//! Transit feed error types.

/// Errors that can occur when fetching the transit network.
///
/// Split into two families: fetch failures (the feed could not be reached
/// or refused the request) and decode failures (the feed answered with
/// something that is not the expected JSON).
#[derive(Debug, thiserror::Error)]
pub enum NetworkError {
    /// Transport failure: connect, timeout, or reading the body
    #[error("failed to fetch transit network: {0}")]
    Http(#[from] reqwest::Error),

    /// Feed returned a non-success status
    #[error("transit feed returned {status}: {message}")]
    Status { status: u16, message: String },

    /// Body was not UTF-8 JSON of the expected shape
    #[error("failed to decode transit network: {message}")]
    Decode {
        message: String,
        body: Option<String>,
    },
}

impl NetworkError {
    /// The feed could not be reached or did not answer successfully.
    pub fn is_fetch_failure(&self) -> bool {
        matches!(self, NetworkError::Http(_) | NetworkError::Status { .. })
    }

    /// The feed answered, but with garbage.
    pub fn is_decode_failure(&self) -> bool {
        matches!(self, NetworkError::Decode { .. })
    }

    /// Truncated body the feed sent with a decode failure.
    pub fn body_excerpt(&self) -> Option<&str> {
        match self {
            NetworkError::Decode { body, .. } => body.as_deref(),
            _ => None,
        }
    }
}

------------

**Problem details**
Only a number is wanted here: the count of lines in the listing above holding the string "Option".

**Result**
2